Clinical Data Abstraction

For the confirmed incident cases of OTC, an additional manual review of the EHR was conducted to obtain variables such as tobacco exposure (cigarette, cigar, pipe, snuff, and chew; amount and duration of use), alcohol exposure (amount and duration of use), treatment course, treatment responses, outcome, and last known follow up. Demographic and tumor characteristics were obtained from the RD (Supplemental Table 1). Pathologic and molecular characteristics of the tumors, such as HPV testing, were beyond the scope of this analysis. Study data were collected and managed using REDCap (Research Electronic Data Capture) electronic data capture tools hosted at Vanderbilt University19.

Statistical Analyses

Patient characteristics were evaluated overall and by age of onset of OTC (early [<age 50] or typical [age 50+). These cutoffs were chosen based on a recent study of SEER data that demonstrated that OTC incidence was increasing nationally among those less than age 503. Determinants for early onset OTC were first evaluated in univariate models. To evaluate the independent determinants of early onset OTC, factors significantly associated with early onset OTC in the univariate analysis or considered important based on the literature (i.e., gender, race, clinical stage), were included in the multivariate model as covariates to estimate an adjusted odds ratio (aOR). Additional sensitivity analyses were performed by modifying the age definition of early onset OTC.

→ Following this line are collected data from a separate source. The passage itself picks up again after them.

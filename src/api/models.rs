//! Wire types for the backend API.
//!
//! The backend owns and validates these schemas; fields that can come back
//! null from outer joins are optional here.

use chrono::NaiveDate;
use serde::{Deserialize, Serialize};

use crate::data::risk::Observation;

/// The authenticated user returned by `/me` and `/auth/login`.
#[derive(Debug, Clone, PartialEq, Serialize, Deserialize)]
pub struct User {
    pub id: i64,
    pub username: String,
    #[serde(default)]
    pub display_name: Option<String>,
}

impl User {
    /// Name shown in the header bar.
    pub fn label(&self) -> &str {
        self.display_name.as_deref().filter(|n| !n.is_empty()).unwrap_or(&self.username)
    }
}

#[derive(Debug, Serialize)]
pub(crate) struct LoginRequest<'a> {
    pub username: &'a str,
    pub password: &'a str,
}

/// One page of a paginated listing.
#[derive(Debug, Clone, PartialEq, Serialize, Deserialize)]
pub struct Page<T> {
    pub page: u32,
    pub page_size: u32,
    pub total: u64,
    /// Page count; older backends omit it.
    #[serde(default)]
    pub all_page: Option<u32>,
    pub items: Vec<T>,
}

/// Reference-data lookup (`/list_province`, `/list_district`).
#[derive(Debug, Clone, PartialEq, Serialize, Deserialize)]
pub struct Lookup<T> {
    pub total: u64,
    pub items: Vec<T>,
}

/// Some listings are served either as a bare array or wrapped in `items`.
#[derive(Debug, Clone, Deserialize)]
#[serde(untagged)]
pub(crate) enum Items<T> {
    Wrapped { items: Vec<T> },
    Bare(Vec<T>),
}

impl<T> Items<T> {
    pub fn into_vec(self) -> Vec<T> {
        match self {
            Items::Wrapped { items } => items,
            Items::Bare(items) => items,
        }
    }
}

#[derive(Debug, Clone, PartialEq, Serialize, Deserialize)]
pub struct Province {
    pub province_id: i64,
    pub province_name: String,
    #[serde(default)]
    pub province_name_en: String,
}

#[derive(Debug, Clone, PartialEq, Serialize, Deserialize)]
pub struct District {
    pub district_id: i64,
    pub district_name: String,
    #[serde(default)]
    pub district_name_en: String,
    #[serde(default)]
    pub province_id: Option<i64>,
}

/// Row of `/list_risk`.
#[derive(Debug, Clone, PartialEq, Serialize, Deserialize)]
pub struct RiskArea {
    #[serde(default)]
    pub id: Option<i64>,
    #[serde(default)]
    pub province_id: Option<i64>,
    #[serde(default)]
    pub district_id: Option<i64>,
    #[serde(default)]
    pub province_name: Option<String>,
    #[serde(default)]
    pub province_name_en: Option<String>,
    #[serde(default)]
    pub district_name: Option<String>,
    #[serde(default)]
    pub district_name_en: Option<String>,
    pub risk_level: u8,
}

/// Row of `/list_rain`.
#[derive(Debug, Clone, PartialEq, Serialize, Deserialize)]
pub struct RainPoint {
    #[serde(default)]
    pub id: Option<i64>,
    #[serde(default)]
    pub date: Option<NaiveDate>,
    #[serde(default)]
    pub rain_mm_wmean: Option<f64>,
    #[serde(default)]
    pub province_id: Option<i64>,
    #[serde(default)]
    pub district_id: Option<i64>,
    #[serde(default)]
    pub province_name: Option<String>,
    #[serde(default)]
    pub province_name_en: Option<String>,
    #[serde(default)]
    pub district_name: Option<String>,
    #[serde(default)]
    pub district_name_en: Option<String>,
}

/// Row of `/list_province_district`.
#[derive(Debug, Clone, PartialEq, Serialize, Deserialize)]
pub struct ProvinceDistrict {
    pub province_id: i64,
    pub district_id: i64,
    #[serde(default)]
    pub province_name: Option<String>,
    #[serde(default)]
    pub province_name_en: Option<String>,
    #[serde(default)]
    pub district_name: Option<String>,
    #[serde(default)]
    pub district_name_en: Option<String>,
}

/// Valid date range for time-filtered views (`/get_date_limit`).
#[derive(Debug, Clone, Copy, PartialEq, Eq, Default, Serialize, Deserialize)]
pub struct DateLimit {
    #[serde(default, alias = "min_date", alias = "start_date")]
    pub date_start: Option<NaiveDate>,
    #[serde(default, alias = "max_date", alias = "end_date")]
    pub date_end: Option<NaiveDate>,
}

impl DateLimit {
    /// Clamp a date into the range; open ends are unbounded.
    pub fn clamp(&self, date: NaiveDate) -> NaiveDate {
        let date = self.date_start.map_or(date, |start| date.max(start));
        self.date_end.map_or(date, |end| date.min(end))
    }
}

/// Row of `/list_data_graph`: one district's observation on a date.
#[derive(Debug, Clone, PartialEq, Serialize, Deserialize)]
pub struct GraphRecord {
    #[serde(default)]
    pub district_id: Option<i64>,
    #[serde(default)]
    pub district_name: Option<String>,
    #[serde(default)]
    pub district_name_en: Option<String>,
    #[serde(default)]
    pub province_name: Option<String>,
    #[serde(default)]
    pub province_name_en: Option<String>,
    #[serde(flatten)]
    pub observation: Observation,
}

/// Ingested NetCDF file (`/datasets`).
#[derive(Debug, Clone, PartialEq, Serialize, Deserialize)]
pub struct Dataset {
    pub id: i64,
    pub filename: String,
    #[serde(default)]
    pub size_bytes: Option<u64>,
    #[serde(default)]
    pub content_type: Option<String>,
    #[serde(default)]
    pub time_coverage_start: Option<String>,
    #[serde(default)]
    pub time_coverage_end: Option<String>,
    #[serde(default)]
    pub note: Option<String>,
    #[serde(default)]
    pub created_at: Option<String>,
}

/// Ingested statistics spreadsheet (`/stats`).
#[derive(Debug, Clone, PartialEq, Serialize, Deserialize)]
pub struct StatRecord {
    pub id: i64,
    pub filename: String,
    #[serde(default)]
    pub size_bytes: Option<u64>,
    #[serde(default)]
    pub content_type: Option<String>,
    #[serde(default)]
    pub rows: Option<u64>,
    #[serde(default)]
    pub cols: Option<u64>,
    #[serde(default)]
    pub preview: Option<Vec<serde_json::Map<String, serde_json::Value>>>,
    #[serde(default)]
    pub created_at: Option<String>,
}

/// Kinds of file the dashboard can ingest.
#[derive(Debug, Clone, Copy, PartialEq, Eq, Hash, Serialize, Deserialize)]
pub enum UploadKind {
    /// Shapefile attribute table with risk areas.
    RiskAreaDbf,
    /// Gridded rainfall.
    RainNetCdf,
    /// Disaster statistics spreadsheet.
    DisasterStats,
}

impl UploadKind {
    pub fn endpoint(&self) -> &'static str {
        match self {
            UploadKind::RiskAreaDbf => "/upload_dbf",
            UploadKind::RainNetCdf => "/upload",
            UploadKind::DisasterStats => "/upload-stats",
        }
    }

    /// Accepted file extensions, lowercase without the dot.
    pub fn extensions(&self) -> &'static [&'static str] {
        match self {
            UploadKind::RiskAreaDbf => &["dbf"],
            UploadKind::RainNetCdf => &["nc"],
            UploadKind::DisasterStats => &["csv", "xlsx", "xls"],
        }
    }

    pub fn accepts(&self, path: &std::path::Path) -> bool {
        path.extension()
            .and_then(|e| e.to_str())
            .map(|e| self.extensions().contains(&e.to_ascii_lowercase().as_str()))
            .unwrap_or(false)
    }

    /// Whether the endpoint takes a `note` form field.
    pub fn takes_note(&self) -> bool {
        matches!(self, UploadKind::RainNetCdf)
    }

    /// Message shown after a successful upload.
    pub fn success_message(&self) -> &'static str {
        match self {
            UploadKind::RiskAreaDbf => "Upload Success",
            UploadKind::RainNetCdf => "NetCDF uploaded",
            UploadKind::DisasterStats => "Stats uploaded",
        }
    }

    pub fn label(&self) -> &'static str {
        match self {
            UploadKind::RiskAreaDbf => "Landslide risk area (.dbf)",
            UploadKind::RainNetCdf => "Rain (.nc)",
            UploadKind::DisasterStats => "Statistics (.csv/.xlsx/.xls)",
        }
    }
}

#[cfg(test)]
mod tests {
    use super::*;
    use std::path::Path;

    #[test]
    fn test_deserialize_page() {
        let json = r#"{
            "page": 2, "page_size": 10, "total": 31, "all_page": 4,
            "items": [{
                "id": 7, "province_id": 50, "district_id": 5001,
                "province_name": "เชียงใหม่", "province_name_en": "Chiang Mai",
                "district_name": "เมืองเชียงใหม่", "district_name_en": "Mueang Chiang Mai",
                "risk_level": 3
            }]
        }"#;
        let page: Page<RiskArea> = serde_json::from_str(json).unwrap();
        assert_eq!(page.page, 2);
        assert_eq!(page.all_page, Some(4));
        assert_eq!(page.items[0].risk_level, 3);
        assert_eq!(page.items[0].province_name_en.as_deref(), Some("Chiang Mai"));
    }

    #[test]
    fn test_page_without_all_page() {
        let page: Page<ProvinceDistrict> =
            serde_json::from_str(r#"{"page":1,"page_size":10,"total":0,"items":[]}"#).unwrap();
        assert!(page.all_page.is_none());
        assert!(page.items.is_empty());
    }

    #[test]
    fn test_rain_point_nulls() {
        let json = r#"{"id": 1, "date": "2024-05-03", "rain_mm_wmean": null,
            "province_id": 50, "district_id": 5001, "province_name": null}"#;
        let p: RainPoint = serde_json::from_str(json).unwrap();
        assert_eq!(p.date, NaiveDate::from_ymd_opt(2024, 5, 3));
        assert!(p.rain_mm_wmean.is_none());
        assert!(p.province_name.is_none());
    }

    #[test]
    fn test_graph_record_flattens_observation() {
        let json = r#"{"district_id": 5001, "district_name": "เมือง",
            "rain_mm_wmean": 42.5, "risk_level": 2, "count_of_disasters": 1}"#;
        let r: GraphRecord = serde_json::from_str(json).unwrap();
        assert_eq!(r.observation.rain_mm_wmean, Some(42.5));
        assert_eq!(r.observation.risk_level, 2);
        assert_eq!(r.observation.count_of_disasters, 1);
    }

    #[test]
    fn test_graph_records_with_null_disaster_count() {
        let json = r#"[
            {"district_id": 1, "rain_mm_wmean": 10.0, "risk_level": 1, "count_of_disasters": null},
            {"district_id": 2, "rain_mm_wmean": 10.0, "risk_level": 1, "count_of_disasters": 2}
        ]"#;
        let records: Vec<GraphRecord> = serde_json::from_str(json).unwrap();
        assert_eq!(records.len(), 2);
        assert_eq!(records[0].observation.count_of_disasters, 0);
        assert_eq!(records[1].observation.count_of_disasters, 2);
    }

    #[test]
    fn test_items_bare_or_wrapped() {
        let bare: Items<Dataset> =
            serde_json::from_str(r#"[{"id":1,"filename":"rain.nc"}]"#).unwrap();
        assert_eq!(bare.into_vec().len(), 1);

        let wrapped: Items<Dataset> =
            serde_json::from_str(r#"{"total":1,"items":[{"id":1,"filename":"rain.nc"}]}"#)
                .unwrap();
        assert_eq!(wrapped.into_vec()[0].filename, "rain.nc");
    }

    #[test]
    fn test_date_limit_aliases_and_clamp() {
        let limit: DateLimit =
            serde_json::from_str(r#"{"min_date":"2024-01-01","max_date":"2024-01-31"}"#).unwrap();
        let d = |day| NaiveDate::from_ymd_opt(2024, 1, day).unwrap();
        assert_eq!(limit.clamp(d(15)), d(15));
        assert_eq!(limit.clamp(NaiveDate::from_ymd_opt(2023, 12, 1).unwrap()), d(1));
        assert_eq!(limit.clamp(NaiveDate::from_ymd_opt(2024, 3, 1).unwrap()), d(31));
        assert_eq!(DateLimit::default().clamp(d(9)), d(9));
    }

    #[test]
    fn test_upload_kind_extensions() {
        assert!(UploadKind::RiskAreaDbf.accepts(Path::new("areas/RISK.DBF")));
        assert!(!UploadKind::RiskAreaDbf.accepts(Path::new("risk.shp")));
        assert!(UploadKind::RainNetCdf.accepts(Path::new("chirps.nc")));
        assert!(UploadKind::DisasterStats.accepts(Path::new("stats.xlsx")));
        assert!(!UploadKind::DisasterStats.accepts(Path::new("stats")));
        assert_eq!(UploadKind::DisasterStats.endpoint(), "/upload-stats");
    }

    #[test]
    fn test_user_label() {
        let mut user = User {
            id: 1,
            username: "admin".into(),
            display_name: None,
        };
        assert_eq!(user.label(), "admin");
        user.display_name = Some("Administrator".into());
        assert_eq!(user.label(), "Administrator");
    }
}
//! Channel-based data source.
//!
//! Hands requests to whoever holds the other end of a channel pair and
//! returns the replies they push back. Useful for embedding the dashboard
//! behind a different transport, and for driving the app in tests.

use tokio::sync::mpsc;

use super::request::{Reply, Request, Ticket};
use super::DataSource;

/// The far end of a [`ChannelSource`].
#[derive(Debug)]
pub struct ChannelBackend {
    pub requests: mpsc::UnboundedReceiver<(Ticket, Request)>,
    pub replies: mpsc::UnboundedSender<Reply>,
}

impl ChannelBackend {
    /// Take every request submitted so far.
    pub fn drain(&mut self) -> Vec<(Ticket, Request)> {
        let mut out = Vec::new();
        while let Ok(item) = self.requests.try_recv() {
            out.push(item);
        }
        out
    }

    /// Push a reply back to the source. Returns false once the source is gone.
    pub fn reply(&self, reply: Reply) -> bool {
        self.replies.send(reply).is_ok()
    }
}

/// A data source that forwards requests over a channel.
///
/// # Example
///
/// ```
/// use landslide_watch::source::{ChannelSource, DataSource, Request};
///
/// let (mut backend, mut source) = ChannelSource::create("in-memory");
/// source.submit(1, Request::CheckSession);
/// assert_eq!(backend.drain(), vec![(1, Request::CheckSession)]);
/// ```
#[derive(Debug)]
pub struct ChannelSource {
    requests: mpsc::UnboundedSender<(Ticket, Request)>,
    replies: mpsc::UnboundedReceiver<Reply>,
    description: String,
    error: Option<String>,
}

impl ChannelSource {
    /// Create a connected backend/source pair.
    pub fn create(source_description: &str) -> (ChannelBackend, Self) {
        let (request_tx, request_rx) = mpsc::unbounded_channel();
        let (reply_tx, reply_rx) = mpsc::unbounded_channel();
        let backend = ChannelBackend {
            requests: request_rx,
            replies: reply_tx,
        };
        let source = Self {
            requests: request_tx,
            replies: reply_rx,
            description: format!("channel: {}", source_description),
            error: None,
        };
        (backend, source)
    }
}

impl DataSource for ChannelSource {
    fn submit(&mut self, ticket: Ticket, request: Request) {
        if self.requests.send((ticket, request)).is_err() {
            self.error = Some("Channel closed".to_string());
        }
    }

    fn poll(&mut self) -> Option<Reply> {
        match self.replies.try_recv() {
            Ok(reply) => Some(reply),
            Err(mpsc::error::TryRecvError::Empty) => None,
            Err(mpsc::error::TryRecvError::Disconnected) => {
                self.error = Some("Channel closed".to_string());
                None
            }
        }
    }

    fn description(&self) -> &str {
        &self.description
    }

    fn error(&self) -> Option<&str> {
        self.error.as_deref()
    }
}
#[cfg(test)]
mod tests {
    use super::*;
    use crate::api::query::SortOrder;
    use crate::api::testing::{MockResponse, MockServer};
    use serde_json::json;
    use std::io::Write;

    fn client(server: &MockServer) -> ApiClient {
        ApiClient::builder().base_url(server.base_url.clone()).build().unwrap()
    }

    #[test]
    fn test_builder_defaults() {
        let client = ApiClient::builder().build().unwrap();
        assert_eq!(client.base_url(), "http://localhost:8000");
        assert!(client.credential().is_none());
    }

    #[test]
    fn test_builder_trims_trailing_slash() {
        let client = ApiClient::builder().base_url("http://api.local:9000/").build().unwrap();
        assert_eq!(client.base_url(), "http://api.local:9000");
    }

    #[tokio::test]
    async fn test_login_keeps_cookie_and_sends_it() {
        let server = MockServer::start(vec![
            (
                "/auth/login",
                MockResponse::json(200, json!({"id": 1, "username": "admin", "display_name": null}))
                    .with_header("Set-Cookie", "session=abc123; HttpOnly; Path=/"),
            ),
            ("/me", MockResponse::json(200, json!({"id": 1, "username": "admin"}))),
        ])
        .await;
        let mut client = client(&server);

        let user = client.login("admin", "secret").await.unwrap();
        assert_eq!(user.username, "admin");
        assert_eq!(client.credential().unwrap().header_value(), "session=abc123");

        client.me().await.unwrap();

        let login = &server.requests_to("/auth/login")[0];
        assert_eq!(login.method, "POST");
        let body: serde_json::Value = serde_json::from_str(&login.body).unwrap();
        assert_eq!(body, json!({"username": "admin", "password": "secret"}));

        let me = &server.requests_to("/me")[0];
        assert_eq!(me.header("cookie"), Some("session=abc123"));
    }

    #[tokio::test]
    async fn test_login_failure_surfaces_detail() {
        let server = MockServer::start(vec![(
            "/auth/login",
            MockResponse::json(401, json!({"detail": "Invalid username or password"})),
        )])
        .await;
        let mut client = client(&server);

        let err = client.login("admin", "wrong").await.unwrap_err();
        assert!(err.is_unauthorized());
        assert_eq!(err.to_string(), "Invalid username or password");
        assert!(client.credential().is_none());
    }

    #[tokio::test]
    async fn test_me_unauthorized() {
        let server = MockServer::start(vec![(
            "/me",
            MockResponse::json(401, json!({"detail": "Not authenticated"})),
        )])
        .await;
        let err = client(&server).me().await.unwrap_err();
        assert!(err.is_unauthorized());
    }

    #[tokio::test]
    async fn test_logout_clears_credential() {
        let server =
            MockServer::start(vec![("/auth/logout", MockResponse::json(200, json!({"ok": true})))])
                .await;
        let mut client = client(&server);
        client.set_credential(Some(Credential::new("session=abc")));

        client.logout().await.unwrap();
        assert!(client.credential().is_none());
        let req = &server.requests_to("/auth/logout")[0];
        assert_eq!(req.header("cookie"), Some("session=abc"));
    }

    #[tokio::test]
    async fn test_list_risk_sends_query() {
        let server = MockServer::start(vec![(
            "/list_risk",
            MockResponse::json(
                200,
                json!({"page": 1, "page_size": 10, "total": 1, "all_page": 1,
                       "items": [{"id": 3, "province_name": "น่าน", "province_name_en": "Nan",
                                  "district_name": "ปัว", "district_name_en": "Pua", "risk_level": 2}]}),
            ),
        )])
        .await;

        let mut query = ListQuery::new("risk_level", 10).with_risk_level();
        query.order_type = SortOrder::Desc;
        query.province_id = IdFilter::Id(55);
        query.risk_level = Some(IdFilter::Id(2));

        let page = client(&server).list_risk(&query).await.unwrap();
        assert_eq!(page.total, 1);
        assert_eq!(page.items[0].district_name_en.as_deref(), Some("Pua"));

        let req = &server.requests_to("/list_risk")[0];
        let q = req.query();
        assert!(q.contains("page=1"));
        assert!(q.contains("order_by=risk_level"));
        assert!(q.contains("order_type=desc"));
        assert!(q.contains("province_id=55"));
        assert!(q.contains("district_id=all"));
        assert!(q.contains("risk_level=2"));
    }

    #[tokio::test]
    async fn test_list_district_by_province() {
        let server = MockServer::start(vec![(
            "/list_district",
            MockResponse::json(
                200,
                json!({"total": 1, "items": [{"district_id": 5501, "district_name": "เมืองน่าน",
                                             "district_name_en": "Mueang Nan"}]}),
            ),
        )])
        .await;
        let client = client(&server);

        let districts = client.list_district(IdFilter::Id(55)).await.unwrap();
        assert_eq!(districts.total, 1);
        client.list_district(IdFilter::All).await.unwrap();

        let reqs = server.requests_to("/list_district");
        assert_eq!(reqs.len(), 2);
        let queries: Vec<&str> = reqs.iter().map(|r| r.query()).collect();
        assert!(queries.contains(&"province_id=55"));
        assert!(queries.contains(&""));
    }

    #[tokio::test]
    async fn test_list_data_graph_accepts_bare_array() {
        let server = MockServer::start(vec![(
            "/list_data_graph",
            MockResponse::json(
                200,
                json!([{"district_name": "ปัว", "rain_mm_wmean": 120.0, "risk_level": 3,
                        "count_of_disasters": 0}]),
            ),
        )])
        .await;

        let date = NaiveDate::from_ymd_opt(2024, 8, 21).unwrap();
        let records = client(&server).list_data_graph(date).await.unwrap();
        assert_eq!(records.len(), 1);
        assert_eq!(records[0].observation.risk_level, 3);
        assert_eq!(server.requests_to("/list_data_graph")[0].query(), "date=2024-08-21");
    }

    #[tokio::test]
    async fn test_server_error_is_http_error() {
        let server = MockServer::start(vec![(
            "/datasets",
            MockResponse::json(500, json!({"detail": "database unavailable"})),
        )])
        .await;
        let err = client(&server).datasets().await.unwrap_err();
        assert_eq!(
            err,
            ApiError::Http {
                status: 500,
                message: "database unavailable".to_string()
            }
        );
    }

    #[tokio::test]
    async fn test_connection_refused() {
        // Bind then drop to get a port nothing listens on
        let listener = std::net::TcpListener::bind("127.0.0.1:0").unwrap();
        let addr = listener.local_addr().unwrap();
        drop(listener);

        let client = ApiClient::builder().base_url(format!("http://{}", addr)).build().unwrap();
        let err = client.me().await.unwrap_err();
        assert!(matches!(err, ApiError::Connection(_) | ApiError::Request(_)));
        assert!(!err.is_unauthorized());
    }

    #[tokio::test]
    async fn test_upload_netcdf_sends_file_and_note() {
        let server =
            MockServer::start(vec![("/upload", MockResponse::json(200, json!({"id": 9})))]).await;
        let dir = tempfile::tempdir().unwrap();
        let path = dir.path().join("chirps.nc");
        std::fs::File::create(&path).unwrap().write_all(b"CDF\x01payload").unwrap();

        let receipt = client(&server)
            .upload(UploadKind::RainNetCdf, &path, Some("august run"))
            .await
            .unwrap();
        assert_eq!(receipt["id"], 9);

        let req = &server.requests_to("/upload")[0];
        assert!(req.header("content-type").unwrap().starts_with("multipart/form-data"));
        assert!(req.body.contains("filename=\"chirps.nc\""));
        assert!(req.body.contains("name=\"note\""));
        assert!(req.body.contains("august run"));
        assert!(req.body.contains("payload"));
    }

    #[tokio::test]
    async fn test_upload_dbf_has_no_note() {
        let server =
            MockServer::start(vec![("/upload_dbf", MockResponse::json(200, json!({"rows": 12})))])
                .await;
        let dir = tempfile::tempdir().unwrap();
        let path = dir.path().join("risk.dbf");
        std::fs::write(&path, b"dbf-bytes").unwrap();

        client(&server).upload(UploadKind::RiskAreaDbf, &path, Some("ignored")).await.unwrap();

        let req = &server.requests_to("/upload_dbf")[0];
        assert!(req.body.contains("filename=\"risk.dbf\""));
        assert!(!req.body.contains("name=\"note\""));
    }

    #[tokio::test]
    async fn test_upload_rejects_wrong_extension_without_request() {
        let server = MockServer::start(vec![]).await;
        let err = client(&server)
            .upload(UploadKind::DisasterStats, Path::new("stats.txt"), None)
            .await
            .unwrap_err();
        assert!(matches!(err, ApiError::Rejected(_)));
        assert!(server.requests().is_empty());
    }

    #[tokio::test]
    async fn test_upload_missing_file() {
        let server = MockServer::start(vec![]).await;
        let err = client(&server)
            .upload(UploadKind::RiskAreaDbf, Path::new("/nonexistent/risk.dbf"), None)
            .await
            .unwrap_err();
        assert!(matches!(err, ApiError::Io(_)));
    }
}
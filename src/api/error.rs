//! Error types for backend requests.

use thiserror::Error;

/// Errors that can occur when talking to the backend API.
#[derive(Debug, Clone, PartialEq, Error)]
pub enum ApiError {
    /// The session is missing or expired (HTTP 401).
    #[error("{0}")]
    Unauthorized(String),

    /// The backend answered with a non-success status.
    #[error("HTTP {status}: {message}")]
    Http { status: u16, message: String },

    /// Connection to the backend failed.
    #[error("Connection failed: {0}")]
    Connection(String),

    /// Timeout waiting for response.
    #[error("Request timed out")]
    Timeout,

    /// Failed to parse response.
    #[error("Failed to parse response: {0}")]
    Parse(String),

    /// Local file could not be read for upload.
    #[error("File error: {0}")]
    Io(String),

    /// Request refused before it was sent (bad extension, missing file name).
    #[error("{0}")]
    Rejected(String),

    /// Any other transport failure.
    #[error("Request failed: {0}")]
    Request(String),
}

impl ApiError {
    /// Whether this error should send the user back to the login form.
    pub fn is_unauthorized(&self) -> bool {
        matches!(self, ApiError::Unauthorized(_))
    }

    /// Build an error from a failed response body.
    ///
    /// FastAPI reports failures as `{"detail": "..."}`; that message is
    /// preferred over the raw body.
    pub fn from_status(status: u16, body: &str) -> Self {
        let message = detail_message(body).unwrap_or_else(|| {
            let trimmed = body.trim();
            if trimmed.is_empty() {
                format!("status {}", status)
            } else {
                trimmed.to_string()
            }
        });

        if status == 401 {
            ApiError::Unauthorized(message)
        } else {
            ApiError::Http { status, message }
        }
    }
}

impl From<reqwest::Error> for ApiError {
    fn from(err: reqwest::Error) -> Self {
        if err.is_timeout() {
            ApiError::Timeout
        } else if err.is_connect() {
            ApiError::Connection(err.to_string())
        } else if err.is_decode() {
            ApiError::Parse(err.to_string())
        } else {
            ApiError::Request(err.to_string())
        }
    }
}

impl From<std::io::Error> for ApiError {
    fn from(err: std::io::Error) -> Self {
        ApiError::Io(err.to_string())
    }
}

fn detail_message(body: &str) -> Option<String> {
    let value: serde_json::Value = serde_json::from_str(body).ok()?;
    match value.get("detail")? {
        serde_json::Value::String(s) => Some(s.clone()),
        // Validation errors come back as a list of objects with a "msg" field
        serde_json::Value::Array(items) => {
            let msgs: Vec<&str> =
                items.iter().filter_map(|i| i.get("msg").and_then(|m| m.as_str())).collect();
            (!msgs.is_empty()).then(|| msgs.join("; "))
        }
        other => Some(other.to_string()),
    }
}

Alcohol use was categorized separately by gender according to CDC guidelines20: no alcohol use (<12 drinks in lifetime); light use (12+ drinks in lifetime, but <1 drink/week); mild to moderate use (1–7 drinks/week [females], 1–14 drinks/week [males]); heavy use (8+ alcoholic drinks/week [females], 15+ drinks/week [males]). Tobacco use was determined at the time of diagnosis. One product-year was defined as one pack of cigarettes, one cigar, one pipe, one can of snuff, or one pouch of chewing tobacco per day per year.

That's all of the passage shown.